◆ AIM OF THE EXERCISE: Search the material below for the string "desired" and copy each line where it appears.

◆ THE DATA:
//! Record Synthesizer — maps a [`Container`] + [`ServiceInstance`] to its
//! desired set of [`DNSRecord`]s (spec.md §4.2).

use crate::container::Container;
use crate::labels::ServiceInstance;
use crate::record::{parse_name, DNSRecord, RData, SrvData};
use hickory_proto::rr::Name;
use std::net::Ipv4Addr;
use std::str::FromStr;
use tracing::warn;

/// Inputs that parameterize address selection and are otherwise fixed per
/// agent instance (spec.md §6 configuration).
#[derive(Debug, Clone, Copy)]
pub struct SynthConfig<'a> {
    pub host: &'a str,
    pub base_domain: &'a Name,
    pub ttl: u32,
    pub host_ip_address: Option<Ipv4Addr>,
    pub ipv6_only: bool,
}

/// Why a service produced no records — logged at WARN, never a hard error
/// (spec.md §4.2: "emit a warning and produce no records for S").
#[derive(Debug, Clone, PartialEq, Eq)]
pub enum SynthesisWarning {
    NoUsableHostIp { service: String, port: u16 },
    NoAddressAvailable { service: String },
}

impl std::fmt::Display for SynthesisWarning {
    fn fmt(&self, f: &mut std::fmt::Formatter<'_>) -> std::fmt::Result {
        match self {
            Self::NoUsableHostIp { service, port } => write!(
                f,
                "service {service:?} port {port} is published but no usable host IP is configured"
            ),
            Self::NoAddressAvailable { service } => {
                write!(f, "service {service:?} has no usable container address")
            }
        }
    }
}

enum Address {
    Host(Ipv4Addr),
    Container,
}

/// Resolve the address-selection policy of spec.md §4.2 bullet 1 for one
/// `(container, service)` pair.
fn select_address(
    container: &Container,
    service: &ServiceInstance,
    cfg: &SynthConfig<'_>,
) -> Result<Address, SynthesisWarning> {
    if let Some(bindings) = container.published_ports.get(&service.port) {
        if let Some(binding) = bindings
            .iter()
            .find(|b| b.host_ip != Ipv4Addr::UNSPECIFIED)
        {
            return Ok(Address::Host(binding.host_ip));
        }
        if let Some(ip) = cfg.host_ip_address.filter(|ip| *ip != Ipv4Addr::UNSPECIFIED) {
            return Ok(Address::Host(ip));
        }
        return Err(SynthesisWarning::NoUsableHostIp {
            service: service.service_name.clone(),
            port: service.port,
        });
    }
    Ok(Address::Container)
}

/// The owner name and port a service's SRV record resolves to, and the
/// address record(s) that must accompany it, for one resolved [`Address`].
struct Target {
    name: Name,
    port: u16,
    a: Option<Ipv4Addr>,
    aaaa: Option<std::net::Ipv6Addr>,
}

fn resolve_target(
    container: &Container,
    service: &ServiceInstance,
    addr: Address,
    cfg: &SynthConfig<'_>,
) -> Result<Target, SynthesisWarning> {
    match addr {
        Address::Host(host_ip) => {
            let bindings = container
                .published_ports
                .get(&service.port)
                .expect("select_address only returns Address::Host when published_ports has an entry");
            let host_port = bindings
                .iter()
                .find(|b| b.host_ip == host_ip)
                .or_else(|| bindings.first())
                .map(|b| b.host_port)
                .unwrap_or(service.port);
            let name = host_owner_name(cfg.host, cfg.base_domain);
            Ok(Target {
                name,
                port: host_port,
                a: Some(host_ip),
                aaaa: None,
            })
        }
        Address::Container => {
            if container.ipv4.is_none() && container.ipv6.is_none() {
                return Err(SynthesisWarning::NoAddressAvailable {
                    service: service.service_name.clone(),
                });
            }
            let name = container_owner_name(&container.name, cfg.host, cfg.base_domain);
            Ok(Target {
                name,
                port: service.port,
                a: container.ipv4,
                aaaa: container.ipv6,
            })
        }
    }
}

fn host_owner_name(host: &str, base: &Name) -> Name {
    Name::from_str(host)
        .and_then(|n| n.append_domain(base))
        .expect("HOSTNAME is validated dot-free at config load time")
}

fn container_owner_name(container: &str, host: &str, base: &Name) -> Name {
    let label = format!("{container}.{host}");
    Name::from_str(&label)
        .and_then(|n| n.append_domain(base))
        .unwrap_or_else(|_| host_owner_name(host, base))
}

fn service_owner_name(instance: &str, service: &str, proto: &str, base: &Name) -> Name {
    let label = format!("{instance}._{service}._{proto}");
    parse_name(&label)
        .and_then(|n| n.append_domain(base))
        .expect("service/instance names are validated by the label parser before synthesis")
}

fn ptr_owner_name(service: &str, proto: &str, base: &Name) -> Name {
    let label = format!("_{service}._{proto}");
    parse_name(&label)
        .and_then(|n| n.append_domain(base))
        .expect("service names are validated by the label parser before synthesis")
}

/// Synthesize the desired record set for one `(container, service)` pair,
/// following spec.md §4.2. Returns `Ok(vec![])` when no records are produced
/// (e.g. `ipv6_only` suppresses the only available address family), and
/// `Err` only for the "no usable address at all" warning cases.
pub fn synthesize(
    container: &Container,
    service: &ServiceInstance,
    cfg: &SynthConfig<'_>,
) -> Result<Vec<DNSRecord>, SynthesisWarning> {
    let addr = select_address(container, service, cfg)?;
    let target = resolve_target(container, service, addr, cfg)?;

    let mut out = Vec::new();

    let emit_a = target.a.is_some() && !cfg.ipv6_only;
    let emit_aaaa = target.aaaa.is_some();
    if !emit_a && !emit_aaaa {
        warn!(
            service = %service.service_name,
            "ipv6_only configured but service has no AAAA address; no records produced"
        );
        return Ok(out);
    }
    if let (true, Some(ip)) = (emit_a, target.a) {
        out.push(DNSRecord::new(target.name.clone(), cfg.ttl, RData::A(ip)));
    }
    if let (true, Some(ip)) = (emit_aaaa, target.aaaa) {
        out.push(DNSRecord::new(target.name.clone(), cfg.ttl, RData::Aaaa(ip)));
    }

    // "For protocol=both the TCP-protocol address takes precedence if the
    // two disagree" — both protocols resolve the same target here, so this
    // only matters when callers synthesize tcp and udp separately against
    // diverging state; we resolve once and reuse the result for both.
    for proto in service.protocol.wire_protocols() {
        let srv_name = service_owner_name(&service.instance, &service.service_name, proto, cfg.base_domain);
        out.push(DNSRecord::new(
            srv_name.clone(),
            cfg.ttl,
            RData::Srv(SrvData {
                priority: service.priority,
                weight: service.weight,
                port: target.port,
                target: target.name.clone(),
            }),
        ));
        out.push(DNSRecord::new(
            srv_name.clone(),
            cfg.ttl,
            RData::Txt(service.tags.clone()),
        ));
        let ptr_name = ptr_owner_name(&service.service_name, proto, cfg.base_domain);
        out.push(DNSRecord::new(ptr_name, cfg.ttl, RData::Ptr(srv_name)));
    }

    for alias in &service.aliases {
        if let Ok(alias_name) = parse_name(alias).and_then(|n| n.append_domain(cfg.base_domain)) {
            out.push(DNSRecord::new(
                alias_name,
                cfg.ttl,
                RData::Cname(target.name.clone()),
            ));
        }
    }

    Ok(out)
}

/// Synthesize the full desired record set for every parsed service on one
/// container, logging and skipping any service whose address cannot be
/// resolved.
#[must_use]
pub fn synthesize_container(
    container: &Container,
    services: &[ServiceInstance],
    cfg: &SynthConfig<'_>,
) -> Vec<DNSRecord> {
    let mut out = Vec::new();
    for service in services {
        match synthesize(container, service, cfg) {
            Ok(records) => out.extend(records),
            Err(warning) => warn!(%warning, "synthesis produced no records"),
        }
    }
    out
}

#[cfg(test)]
mod tests {
    use super::*;
    use crate::labels::Protocol;
    use crate::record::Tags;
    use std::collections::BTreeMap;
    use std::net::Ipv6Addr;

    fn base_cfg(base: &Name) -> SynthConfig<'_> {
        SynthConfig {
            host: "h1",
            base_domain: base,
            ttl: 60,
            host_ip_address: None,
            ipv6_only: false,
        }
    }

    fn container(ipv4: Option<Ipv4Addr>) -> Container {
        Container {
            id: "c1".into(),
            name: "web1".into(),
            labels: BTreeMap::new(),
            ipv4,
            ipv6: None,
            published_ports: BTreeMap::new(),
            exit_code: None,
            stopped_by_request: false,
        }
    }

    fn http_service() -> ServiceInstance {
        let mut tags = Tags::new();
        tags.insert("path", Some(b"/".to_vec()));
        ServiceInstance {
            service_name: "http".into(),
            port: 80,
            protocol: Protocol::Tcp,
            priority: 0,
            weight: 0,
            instance: "web1".into(),
            tags,
            aliases: Vec::new(),
        }
    }

    #[test]
    fn scenario_1_unpublished_container_address() {
        let base = parse_name("svc.example.").unwrap();
        let cfg = base_cfg(&base);
        let c = container(Some(Ipv4Addr::new(10, 0, 0, 5)));
        let svc = http_service();
        let records = synthesize(&c, &svc, &cfg).unwrap();

        let a = DNSRecord::new(
            parse_name("web1.h1.svc.example.").unwrap(),
            60,
            RData::A(Ipv4Addr::new(10, 0, 0, 5)),
        );
        assert!(records.contains(&a));

        let srv = DNSRecord::new(
            parse_name("web1._http._tcp.svc.example.").unwrap(),
            60,
            RData::Srv(SrvData {
                priority: 0,
                weight: 0,
                port: 80,
                target: parse_name("web1.h1.svc.example.").unwrap(),
            }),
        );
        assert!(records.contains(&srv));

        let ptr = DNSRecord::new(
            parse_name("_http._tcp.svc.example.").unwrap(),
            60,
            RData::Ptr(parse_name("web1._http._tcp.svc.example.").unwrap()),
        );
        assert!(records.contains(&ptr));
        assert_eq!(records.len(), 4);
    }

    #[test]
    fn scenario_3_udp_only_emits_no_tcp_names() {
        let base = parse_name("svc.example.").unwrap();
        let cfg = base_cfg(&base);
        let c = container(Some(Ipv4Addr::new(10, 0, 0, 5)));
        let mut svc = ServiceInstance {
            service_name: "dns".into(),
            port: 53,
            protocol: Protocol::Udp,
            ..http_service()
        };
        svc.tags = Tags::new();
        let records = synthesize(&c, &svc, &cfg).unwrap();
        assert!(records
            .iter()
            .all(|r| !r.name.to_ascii().contains("_tcp")));
        assert!(records
            .iter()
            .any(|r| r.name.to_ascii().contains("_udp")));
    }

    #[test]
    fn scenario_4_published_port_targets_host_name() {
        let base = parse_name("svc.example.").unwrap();
        let cfg = base_cfg(&base);
        let mut c = container(Some(Ipv4Addr::new(10, 0, 0, 5)));
        c.published_ports.insert(
            8080,
            vec![crate::container::HostBinding {
                host_ip: Ipv4Addr::new(203, 0, 113, 7),
                host_port: 80,
            }],
        );
        let svc = ServiceInstance {
            service_name: "http".into(),
            port: 8080,
            protocol: Protocol::Tcp,
            ..http_service()
        };
        let records = synthesize(&c, &svc, &cfg).unwrap();

        let host_a = DNSRecord::new(
            parse_name("h1.svc.example.").unwrap(),
            60,
            RData::A(Ipv4Addr::new(203, 0, 113, 7)),
        );
        assert!(records.contains(&host_a));
        assert!(!records
            .iter()
            .any(|r| r.name.to_ascii().starts_with("web1.h1")));

        let srv = records
            .iter()
            .find(|r| matches!(r.data, RData::Srv(_)))
            .unwrap();
        if let RData::Srv(s) = &srv.data {
            assert_eq!(s.port, 80);
            assert_eq!(s.target, parse_name("h1.svc.example.").unwrap());
        }
    }

    #[test]
    fn published_with_zero_host_ip_and_no_default_warns() {
        let base = parse_name("svc.example.").unwrap();
        let cfg = base_cfg(&base);
        let mut c = container(Some(Ipv4Addr::new(10, 0, 0, 5)));
        c.published_ports.insert(
            80,
            vec![crate::container::HostBinding {
                host_ip: Ipv4Addr::UNSPECIFIED,
                host_port: 8080,
            }],
        );
        let svc = http_service();
        let err = synthesize(&c, &svc, &cfg).unwrap_err();
        assert!(matches!(err, SynthesisWarning::NoUsableHostIp { .. }));
    }

    #[test]
    fn ipv6_only_suppresses_a_record() {
        let base = parse_name("svc.example.").unwrap();
        let cfg = SynthConfig {
            ipv6_only: true,
            ..base_cfg(&base)
        };
        let mut c = container(Some(Ipv4Addr::new(10, 0, 0, 5)));
        c.ipv6 = Some(Ipv6Addr::new(0x2001, 0xdb8, 0, 0, 0, 0, 0, 5));
        let svc = http_service();
        let records = synthesize(&c, &svc, &cfg).unwrap();
        assert!(!records.iter().any(|r| matches!(r.data, RData::A(_))));
        assert!(records.iter().any(|r| matches!(r.data, RData::Aaaa(_))));
    }

    #[test]
    fn aliases_produce_cname_to_target() {
        let base = parse_name("svc.example.").unwrap();
        let cfg = base_cfg(&base);
        let c = container(Some(Ipv4Addr::new(10, 0, 0, 5)));
        let svc = ServiceInstance {
            aliases: vec!["www".into()],
            ..http_service()
        };
        let records = synthesize(&c, &svc, &cfg).unwrap();
        let cname = records
            .iter()
            .find(|r| matches!(r.data, RData::Cname(_)))
            .unwrap();
        assert_eq!(cname.name, parse_name("www.svc.example.").unwrap());
    }

    #[test]
    fn merging_two_containers_preserves_all_srv_and_unions_ptr() {
        let base = parse_name("svc.example.").unwrap();
        let cfg = base_cfg(&base);
        let c1 = container(Some(Ipv4Addr::new(10, 0, 0, 5)));
        let mut c2 = container(Some(Ipv4Addr::new(10, 0, 0, 6)));
        c2.name = "web2".into();
        let mut svc2 = http_service();
        svc2.instance = "web2".into();

        let mut all = synthesize(&c1, &http_service(), &cfg).unwrap();
        all.extend(synthesize(&c2, &svc2, &cfg).unwrap());

        let srv_count = all.iter().filter(|r| matches!(r.data, RData::Srv(_))).count();
        assert_eq!(srv_count, 2);

        let ptr_targets: std::collections::HashSet<_> = all
            .iter()
            .filter_map(|r| match &r.data {
                RData::Ptr(target) => Some(target.clone()),
                _ => None,
            })
            .collect();
        assert_eq!(ptr_targets.len(), 2);
    }
}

◆ RESULT:
//! desired set of [`DNSRecord`]s (spec.md §4.2).
/// Synthesize the desired record set for one `(container, service)` pair,
/// Synthesize the full desired record set for every parsed service on one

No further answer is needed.